# [What needs to be done]
Match on the string "self" in the entries below and return every matching line.

# [Data shown]
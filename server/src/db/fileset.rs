use super::{
    parse_permissions, Db, DeleteEntry, LockKey, RANK_ALBUM_FILES, RANK_DELETES, RANK_GALLERY,
    RANK_TRASH,
};
use crate::error::{ServerError, ServerResult};
use serde::{Deserialize, Serialize};
use std::collections::{HashMap, HashSet};
use std::path::PathBuf;
use wire::{delete_type, Set};

/// One file record. The blobs it points at are ciphertext streams the
/// server never looks inside; sizes are ciphertext bytes and feed the
/// quota accounting.
#[derive(Serialize, Deserialize, Clone, Debug)]
pub struct FileSpec {
    pub version: String,
    pub date_created: i64,
    pub date_modified: i64,
    pub headers: String,
    pub album_id: Option<String>,
    pub store_file: String,
    pub store_file_size: i64,
    pub store_thumb: String,
    pub store_thumb_size: i64,
}

#[derive(Serialize, Deserialize, Clone, Default, Debug)]
pub struct FileSet {
    pub files: HashMap<String, FileSpec>,
}

/// A validated move/copy request.
#[derive(Clone, Debug)]
pub struct MoveSpec {
    pub set_from: Set,
    pub album_id_from: Option<String>,
    pub set_to: Set,
    pub album_id_to: Option<String>,
    pub is_moving: bool,
    pub filenames: Vec<String>,
    pub headers: Vec<String>,
}

struct ResolvedSet {
    /// User whose storage holds the fileset: the actor for gallery and
    /// trash, the album owner for album sets.
    owner: u64,
    key: String,
    rank: u8,
    album: Option<super::Album>,
}
use super::{
    parse_permissions, Db, DeleteEntry, LockKey, RANK_ALBUM, RANK_ALBUM_FILES, RANK_ALBUM_REFS,
    RANK_CONTACTS, RANK_DELETES,
};
use crate::error::{ServerError, ServerResult};
use serde::{Deserialize, Serialize};
use std::collections::{BTreeMap, HashMap};
use wire::delete_type;

#[derive(Serialize, Deserialize, Clone, Debug)]
pub struct Album {
    pub album_id: String,
    pub owner_id: u64,
    pub date_created: i64,
    pub date_modified: i64,
    pub enc_private_key: String,
    pub metadata: String,
    pub public_key: String,
    /// member id → the album key sealed to that member by the sharing
    /// client. The owner's entry is empty; the owner is a member exactly
    /// while the album is shared.
    pub members: BTreeMap<u64, String>,
    pub permissions: String,
    pub is_hidden: bool,
    pub is_locked: bool,
    pub cover: String,
}

impl Album {
    pub fn is_shared(&self) -> bool {
        !self.members.is_empty()
    }

    pub fn is_member(&self, user: u64) -> bool {
        self.owner_id == user || self.members.contains_key(&user)
    }
}

/// One user's pointer at an album, own or shared.
#[derive(Serialize, Deserialize, Clone, Debug)]
pub struct AlbumRef {
    pub album_id: String,
    pub owner_id: u64,
    pub date_modified: i64,
}

#[derive(Serialize, Deserialize, Clone, Default, Debug)]
pub struct AlbumRefs {
    pub albums: HashMap<String, AlbumRef>,
}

# [Finished task]
    pub fn is_shared(&self) -> bool {
        !self.members.is_empty()
    pub fn is_member(&self, user: u64) -> bool {
        self.owner_id == user || self.members.contains_key(&user)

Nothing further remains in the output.